All We Want Is Justice for Victims, Says the I.C.C.

In the United States and the wider world, seismic discussions are raging about the need to see justice done when fundamental human rights are violated. This is no time for any government to exert coercion against an international court that was created to do justice when there is nowhere else to turn for it.

But last week, in the latest of an escalating series of attacks against the International Criminal Court, President Trump’s administration announced new acts of economic pressure against the court. Why? Simply for doing its work by seeking to investigate allegations of war crimes committed in Afghanistan. Allies of America, human rights organizations and bar associations — notably the European Union, France, Germany and the American Bar Association — have expressed deep concern.

The bullying tactic has been defended as an effort to prevent American soldiers from being “hauled” up before the I.C.C., arguing that America is able to prosecute its own military and intelligence personnel if they commit crimes abroad.

These acts of coercion and their premises are wrong. The I.C.C. is not intent on “hauling” Americans up to trial before it. The real issue is whether investigations — and any resulting prosecution — may be conducted to examine allegations of violations committed mostly in Afghanistan by the Taliban, Afghan security personnel and, yes, United States security personnel while stationed in Afghanistan.

These investigations will focus only on events in the territory of a member state that has joined the I.C.C. treaty, the Rome Statute. Unlike Afghanistan, the United States has not become a member state — so no I.C.C. investigation will be conducted on American soil without its consent. And the I.C.C. does not try countries.

I must emphasize that the I.C.C. is only a court of last resort. It is only when questions of accountability for international crimes have remained unaddressed that international law allows the I.C.C. to intervene and ask those questions for the sake of victims. And in the case of Afghanistan, the I.C.C. has no specific desire to prosecute Americans. Instead, its concern is that there are allegations of gross human rights violations in Afghanistan that victims complain have waited far too long without investigation or prosecution.

So now the I.C.C. is insisting that justice based on evidence must be pursued by somebody, somewhere — if not in the United States or Afghanistan, then at the I.C.C. Such justice will have to be based on concrete evidence, if discovered, rather than merely lingering suspicions and allegations. That is the very purpose of investigations.

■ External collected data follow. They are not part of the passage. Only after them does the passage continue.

//! Stack-mode SVG sprite: every icon nested in one document, shown via `:target`.

use std::fs;
use std::path::{Path, PathBuf};
use std::sync::LazyLock;

use minijinja::{context, Environment};
use regex::Regex;
use serde::Serialize;

use crate::paths::ProjectPaths;
use crate::task::{write_output, TaskError};

static SVG_OPEN_RE: LazyLock<Regex> =
    LazyLock::new(|| Regex::new(r"(?is)<svg\b([^>]*)>").expect("Invalid svg regex"));

static VIEW_BOX_RE: LazyLock<Regex> = LazyLock::new(|| {
    Regex::new(r#"(?i)\bviewBox\s*=\s*(?:"([^"]*)"|'([^']*)')"#).expect("Invalid viewBox regex")
});

static SVG_CLOSE_RE: LazyLock<Regex> =
    LazyLock::new(|| Regex::new(r"(?i)</svg\s*>").expect("Invalid svg close regex"));

const SPRITE_TEMPLATE: &str = r#"<?xml version="1.0" encoding="utf-8"?>
<svg xmlns="http://www.w3.org/2000/svg" xmlns:xlink="http://www.w3.org/1999/xlink">
<style>:root>svg{display:none}:root>svg:target{display:block}</style>
{%- for icon in icons %}
<svg id="{{ icon.id }}"{% if icon.view_box %} viewBox="{{ icon.view_box }}"{% endif %}>{{ icon.body | safe }}</svg>
{%- endfor %}
</svg>
"#;

/// One icon of the sprite.
#[derive(Debug, Clone, PartialEq, Serialize)]
pub struct Icon {
    /// Fragment id; the source file stem
    pub id: String,
    pub view_box: Option<String>,
    /// Markup inside the icon's root element
    pub body: String,
}

impl Icon {
    /// Extract an icon from an SVG document.
    pub fn parse(id: &str, svg: &str) -> Option<Self> {
        let open = SVG_OPEN_RE.captures(svg)?;
        let whole = open.get(0)?;
        let attributes = open.get(1).map_or("", |m| m.as_str());

        let view_box = VIEW_BOX_RE.captures(attributes).and_then(|caps| {
            caps.get(1)
                .or_else(|| caps.get(2))
                .map(|m| m.as_str().to_string())
        });

        let body = if attributes.trim_end().ends_with('/') {
            String::new()
        } else {
            let rest = &svg[whole.end()..];
            let close = SVG_CLOSE_RE
                .find_iter(rest)
                .last()
                .map_or(rest.len(), |m| m.start());
            rest[..close].trim().to_string()
        };

        Some(Self {
            id: id.to_string(),
            view_box,
            body,
        })
    }
}

/// Render the sprite document.
pub fn render(icons: &[Icon]) -> Result<String, minijinja::Error> {
    let mut env = Environment::new();
    env.add_template("sprite.xml", SPRITE_TEMPLATE)?;

    env.get_template("sprite.xml")?
        .render(context! { icons => icons })
}

/// Pack the icon set into the sprite file.
///
/// Unreadable or malformed icons are logged and left out. Returns `None`
/// when there are no icons.
pub fn run(paths: &ProjectPaths) -> Result<Option<PathBuf>, TaskError> {
    let sources = paths.source.sprite.walk(paths.root());
    if sources.is_empty() {
        return Ok(None);
    }

    let icons: Vec<Icon> = sources
        .iter()
        .filter_map(|source| match load_icon(source) {
            Ok(icon) => Some(icon),
            Err(e) => {
                tracing::warn!("{}", e);
                None
            }
        })
        .collect();

    let target = &paths.sprite_output;
    let sprite = render(&icons).map_err(|e| TaskError::compile(target, e))?;
    write_output(target, sprite)?;

    Ok(Some(target.clone()))
}

fn load_icon(source: &Path) -> Result<Icon, TaskError> {
    let svg = fs::read_to_string(source).map_err(|e| TaskError::read(source, e))?;
    let id = source
        .file_stem()
        .and_then(|s| s.to_str())
        .ok_or_else(|| TaskError::convert(source, "file name is not valid UTF-8"))?;

    Icon::parse(id, &svg).ok_or_else(|| TaskError::convert(source, "no <svg> element found"))
}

No one disputes that the American justice system is among the strongest in the world. But it needs to be put to use in the quest for justice for victims of alleged violations in Afghanistan.

It is not impressive that the American leadership insists that these questions of justice dare not be asked, if they might implicate Americans in allegations of wrongdoing abroad. It is enough that senior American officials, well attuned to the old-fashioned American sense of justice, readily accept that not even American soldiers are immune from accountability when they are suspected of committing crimes in foreign countries.

While in North Africa during World War II, Gen. George S. Patton Jr. wrote in a diary that he had told the Grand Vizier of Morocco ‘‘that in spite of my most diligent efforts, there would unquestionably be some raping, and that I should like to have the details as early as possible so that the offenders could be properly hanged.”

American jurisprudence also accepts that American soldiers who commit crimes overseas may be tried in foreign courts. In United States v. Howard in 1993, an appellate circuit judge, Bruce M. Selya, observed that “the United States has no monopoly on evenhanded justice.” The Supreme Court said even more than that nearly a century earlier in Neely v. Henkel in 1901.

At a hearing in a Senate subcommittee in 1998 concerning the newly adopted Rome Statute, Senator Dianne Feinstein, Democrat of California, observed that “to many in the world, whether we like it or not, this country sometimes acts wrongly and we think we are always right, and I share that belief.” She was expressing her eminently reasonable anxiety about wanting the United States to support the new international court while ensuring that it would not be used as “a court that frivolously prosecutes Americans or which acts with politics, not justice, as its motivating force.” In 2014, she led a Senate inquiry into some of the allegations of violations committed in Afghanistan.

Senator Feinstein’s concern, it must be said, has not come to pass. In a recent letter to Congress, the New York City Bar Association correctly observed that there is quite simply no evidence to support the fear that the I.C.C. would engage in frivolous or political prosecutions against anyone — let alone against Americans.

It is even possible to eliminate that concern altogether. All it takes is for American authorities to submit individuals suspected of violations in Afghanistan to America’s own very effective system of justice. Doing so should effectively address the Afghan victims’ demand for justice. The I.C.C. would fully welcome that.

Chile Eboe-Osuji is a judge and the president of the International Criminal Court.